I first came to know the term "Astral Projection" a few weeks ago after doing some research on Lucid Dreaming. I've had lucid dreams since childhood naturally and wanted to learn more about them. After stumbling upon a website centered around astral projection, I was immediately intrigued and wanted to look into it. One of the reasons I was so interested was due to the nature of some of my lucid dreams. In many of these lucid dreams, I can recall floating around in my house freely and I wondered if I might have been really astral projecting all this time without being aware.

I read more and more and became interested in astral projecting consciously. To be honest...I still don't know very much about astral projecting and this is why I come to you all now. After briefly reading through a few techniques, I decided on a whim I would try to do it last night for the first time. I planned to sleep for a couple of hours, wake, and then try to meditate and focus on projecting while my body was in a sleepy, relaxed and calm state.

After thirty minutes of relaxing in bed, I fell off to sleep. I slept for a good while before awaking and opening my eyes. Except, I think I was opening my eyes. You see, I'm still at odds at whether I actually woke up or if I was in a lucid dream. When I opened my eyes, I was in the same position I fell asleep in and I was in my room. Everything in my room was the same and the night light next to my bed was on (I turned it on for once this very night). While I was laying in reality/lucid dream state, I began to visualize my astral self coming out of my physical body. I started with my arms. I visualized my 'astral arms' lifting from my physical body and going back down. I did this for a bit and I then began to visualize my entire body lifting upwards..this is when something strange happened.
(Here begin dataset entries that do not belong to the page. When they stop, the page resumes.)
use std::collections::HashMap;
use std::sync::Arc;

use accord_application::{ActionConstraintGateway, ActivityLogGateway, ConflictDetectionGateway};
use accord_core::AppError;
use accord_domain::{ConstrainedAction, ConstraintRequest, TimeInstant};
use axum::extract::{Query, State};
use axum::http::{HeaderMap, StatusCode, header};
use axum::response::IntoResponse;
use axum::routing::{get, post};
use axum::{Form, Json, Router};
use chrono::NaiveDate;
use serde_json::{Value, json};
use tokio::sync::Mutex;

use super::HttpAccordGateway;

const SESSION_COOKIE: &str = "session=accord-test";

#[derive(Clone, Default)]
struct BackendState {
    calls: Arc<Mutex<Vec<String>>>,
}

impl BackendState {
    async fn record(&self, call: impl Into<String>) {
        self.calls.lock().await.push(call.into());
    }

    async fn calls(&self) -> Vec<String> {
        self.calls.lock().await.clone()
    }
}

fn has_session(headers: &HeaderMap) -> bool {
    headers
        .get(header::COOKIE)
        .and_then(|value| value.to_str().ok())
        .is_some_and(|value| value.contains(SESSION_COOKIE))
}

async fn index(State(state): State<BackendState>) -> impl IntoResponse {
    state.record("GET /").await;
    (
        [(header::SET_COOKIE, format!("{SESSION_COOKIE}; Path=/"))],
        "ok",
    )
}

async fn fetch_drive_log(
    State(state): State<BackendState>,
    headers: HeaderMap,
    Query(query): Query<HashMap<String, String>>,
) -> impl IntoResponse {
    if !has_session(&headers) {
        return (StatusCode::UNAUTHORIZED, Json(json!([])));
    }

    let time = query.get("time").cloned().unwrap_or_default();
    state.record(format!("GET /fetch_drive_log time={time}")).await;
    (
        StatusCode::OK,
        Json(json!([
            {"time": "01 January 2024, 09:00:00", "activity": "Alice has Created a resource", "actor": "Alice", "resource": "Budget"},
            {"time": "01 January 2024, 09:05:00", "activity": "Bob has Moved a resource", "actor": "Bob", "resource": "Plan"},
        ])),
    )
}

async fn refresh_logs(State(state): State<BackendState>, headers: HeaderMap) -> impl IntoResponse {
    let content_type = headers
        .get(header::CONTENT_TYPE)
        .and_then(|value| value.to_str().ok())
        .unwrap_or_default()
        .to_owned();
    state
        .record(format!("POST /refresh_logs content-type={content_type}"))
        .await;
    Json(json!({"len": "0"}))
}

async fn detect_conflicts(
    State(state): State<BackendState>,
    Form(form): Form<HashMap<String, String>>,
) -> impl IntoResponse {
    let current_date = form.get("current_date").cloned().unwrap_or_default();
    state
        .record(format!("POST /detect_conflicts_demo current_date={current_date}"))
        .await;
    Json(json!({
        "detectTimeLabel": "Time taken to detect 2 conflicts from 5 activity logs: 0.001 seconds.",
        "conflictID": ["5", 3],
        "logs": [
            ["01 January 2024, 09:00:00", "Move", "Budget", "Alice"],
            ["01 January 2024, 09:05:00", "Delete", "Plan", "Bob", "extra"],
        ],
        "briefLogs": [],
    }))
}

async fn fetch_action_constraints(
    State(state): State<BackendState>,
    Json(body): Json<Value>,
) -> impl IntoResponse {
    state
        .record(format!("POST /fetch_actionConstraints {body}"))
        .await;
    Json(json!([
        {"TimeStamp": "2024-01-01 08:00:00", "ConstraintOwner": "admin@example.com", "ConstraintTarget": "bob@example.com", "File": "Budget", "Constraint": "Cannot Move file"},
    ]))
}

async fn add_action_constraints(
    State(state): State<BackendState>,
    Json(body): Json<Value>,
) -> impl IntoResponse {
    state.record(format!("POST /addActionConstraints {body}")).await;
    let accepted = body["actions"]
        .as_array()
        .is_some_and(|actions| actions.iter().all(|action| action["fileID"] != "locked"));

    if accepted {
        Json(json!({"success": true}))
    } else {
        Json(json!({"success": false, "error": "file is locked"}))
    }
}

fn backend(state: BackendState) -> Router {
    Router::new()
        .route("/", get(index))
        .route("/fetch_drive_log", get(fetch_drive_log))
        .route("/refresh_logs", post(refresh_logs))
        .route("/detect_conflicts_demo", post(detect_conflicts))
        .route("/fetch_actionConstraints", post(fetch_action_constraints))
        .route("/addActionConstraints", post(add_action_constraints))
        .with_state(state)
}

async fn serve(router: Router) -> String {
    let listener = tokio::net::TcpListener::bind("127.0.0.1:0")
        .await
        .unwrap_or_else(|_| unreachable!());
    let address = listener.local_addr().unwrap_or_else(|_| unreachable!());

    tokio::spawn(async move {
        let _ = axum::serve(listener, router).await;
    });

    format!("http://{address}/")
}

fn gateway(base_url: &str) -> HttpAccordGateway {
    let http_client = reqwest::Client::builder()
        .cookie_store(true)
        .build()
        .unwrap_or_else(|_| unreachable!());
    HttpAccordGateway::new(http_client, base_url).unwrap_or_else(|_| unreachable!())
}

fn new_year() -> TimeInstant {
    TimeInstant::start_of_day(NaiveDate::from_ymd_opt(2024, 1, 1).unwrap_or_else(|| unreachable!()))
}

#[tokio::test]
async fn fetch_log_window_sends_iso_time_and_reuses_session() {
    let state = BackendState::default();
    let gateway = gateway(serve(backend(state.clone())).await.as_str());

    let first = gateway.fetch_log_window(new_year()).await;
    assert!(first.is_ok());
    let rows = first.unwrap_or_default();
    assert_eq!(rows.len(), 2);
    assert_eq!(rows[1].actor(), "Bob");
    assert_eq!(rows[1].resource(), "Plan");

    let second = gateway.fetch_log_window(new_year()).await;
    assert!(second.is_ok());

    assert_eq!(
        state.calls().await,
        vec![
            "GET /".to_owned(),
            "GET /fetch_drive_log time=2024-01-01T00:00:00.000Z".to_owned(),
            "GET /fetch_drive_log time=2024-01-01T00:00:00.000Z".to_owned(),
        ]
    );
}

#[tokio::test]
async fn refresh_posts_json_without_body() {
    let state = BackendState::default();
    let gateway = gateway(serve(backend(state.clone())).await.as_str());

    assert!(gateway.request_log_refresh().await.is_ok());
    assert!(
        state
            .calls()
            .await
            .contains(&"POST /refresh_logs content-type=application/json".to_owned())
    );
}

#[tokio::test]
async fn detect_conflicts_posts_form_and_normalizes_identifiers() {
    let state = BackendState::default();
    let gateway = gateway(serve(backend(state.clone())).await.as_str());

    let response = gateway.detect_conflicts(new_year()).await;
    assert!(response.is_ok());
    let response = response.unwrap_or_default();

    assert_eq!(response.conflict_ids, vec!["5".to_owned(), "3".to_owned()]);
    assert_eq!(response.logs.len(), 2);
    assert_eq!(response.logs[1][1], "Delete");
    assert!(response.detect_time_label.starts_with("Time taken to detect 2"));
    assert!(
        state
            .calls()
            .await
            .contains(&"POST /detect_conflicts_demo current_date=2024-01-01T00:00:00.000Z".to_owned())
    );
}

#[tokio::test]
async fn fetch_action_constraints_posts_json_date() {
    let state = BackendState::default();
    let gateway = gateway(serve(backend(state.clone())).await.as_str());

    let constraints = gateway.fetch_action_constraints(new_year()).await;
    assert!(constraints.is_ok());
    let constraints = constraints.unwrap_or_default();
    assert_eq!(constraints.len(), 1);
    assert_eq!(constraints[0].constraint_target(), "bob@example.com");

    assert!(
        state
            .calls()
            .await
            .contains(&r#"POST /fetch_actionConstraints {"date":"2024-01-01T00:00:00.000Z"}"#.to_owned())
    );
}

#[tokio::test]
async fn add_action_constraints_maps_rejection_to_error() {
    let state = BackendState::default();
    let gateway = gateway(serve(backend(state.clone())).await.as_str());

    let accepted = ConstraintRequest::new("Budget", "file-1", "bob@example.com", ConstrainedAction::Move)
        .unwrap_or_else(|_| unreachable!());
    assert!(gateway.add_action_constraints(&[accepted]).await.is_ok());

    let locked = ConstraintRequest::new("Plan", "locked", "bob@example.com", ConstrainedAction::Edit)
        .unwrap_or_else(|_| unreachable!());
    let result = gateway.add_action_constraints(&[locked]).await;
    assert!(matches!(result, Err(AppError::Validation(message)) if message.contains("file is locked")));

    let calls = state.calls().await;
    assert!(calls.iter().any(|call| call.contains(r#""performingUser":"bob@example.com""#)));
    assert!(calls.iter().any(|call| call.contains(r#""action":"Move""#)));
}

#[tokio::test]
async fn non_success_status_is_a_transport_error() {
    let router = Router::new()
        .route("/", get(|| async { "ok" }))
        .route(
            "/detect_conflicts_demo",
            post(|| async { (StatusCode::INTERNAL_SERVER_ERROR, "boom") }),
        );
    let gateway = gateway(serve(router).await.as_str());

    let result = gateway.detect_conflicts(new_year()).await;
    assert!(matches!(result, Err(AppError::Transport(message)) if message.contains("500")));
}

#[tokio::test]
async fn malformed_body_is_a_decode_error() {
    let router = Router::new()
        .route("/", get(|| async { "ok" }))
        .route("/fetch_drive_log", get(|| async { "<html>not json</html>" }));
    let gateway = gateway(serve(router).await.as_str());

    let result = gateway.fetch_log_window(new_year()).await;
    assert!(matches!(result, Err(AppError::Decode(_))));
}

#[tokio::test]
async fn unreachable_backend_is_a_transport_error() {
    let listener = tokio::net::TcpListener::bind("127.0.0.1:0")
        .await
        .unwrap_or_else(|_| unreachable!());
    let address = listener.local_addr().unwrap_or_else(|_| unreachable!());
    drop(listener);

    let gateway = gateway(format!("http://{address}").as_str());
    let result = gateway.fetch_log_window(new_year()).await;
    assert!(matches!(result, Err(AppError::Transport(_))));
}

#[test]
fn base_url_is_normalized_with_trailing_slash() {
    let gateway = gateway("http://127.0.0.1:5000/accord//");
    assert_eq!(gateway.base_url().as_str(), "http://127.0.0.1:5000/accord/");
    assert_eq!(
        gateway
            .endpoint("fetch_drive_log")
            .map(|url| url.to_string())
            .unwrap_or_default(),
        "http://127.0.0.1:5000/accord/fetch_drive_log"
    );
}

#[test]
fn invalid_base_url_is_rejected() {
    let http_client = reqwest::Client::new();
    assert!(HttpAccordGateway::new(http_client, "not a url").is_err());
}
My body began to feel this light vibrational sensation inside (similar to the feeling one gets when they are close to loud, blaring music). I tried not to get nervous, as I read fear keeps you from going on. I tried to stay focused and kept visualizing. Soon after, I began to hear this loud, pulsating bass-like noise (the only way I can describe it was a low WOMP WOMP WOMP WOMP sound). My vision began to shake (like there was an internal earthquake going on within me) and everything around me began to get hazy. I began to hear a new sound that sounded like popping in my ears (similar to ones ears popping after swimming). I was extremely frightened by this bass-like low sound and popping and immediately stopped visualizing all together. I remember squinting my eyes in fear and it all stopped. I can't remember anything after that and I'm guessing I either fell back asleep in reality or my lucid dream ended (like I said before, I'm still unsure if I was really opening my eyes or if I was in a lucid dream..my lucid dreams are extremely realistic and it's hard to tell sometimes). I was by NO means expecting anything to happen last night. I truly did not think I would feel anything and I think this is why I became so frightened. I've always been very skeptical by nature and this feeling that came over me shook me greatly. I don't know of anyone I can go to about this in real life besides my boyfriend. I worry that if I let anyone in on my experience that they'll ridicule me or view me as strange.

When I woke up in the morning, I immediately thought of the experience I had earlier that night. I've been arguing internally whether it really happened or not and I still do not know for sure. This experience was unlike anything I had ever felt before and a part of me wants to try again...but I'm afraid of the unsettling noises I heard before..particularly the low bass noise. I've always had a weird aversion to low noises. I have had bad anxiety all my life as well so I think it's definitely something I need to work on.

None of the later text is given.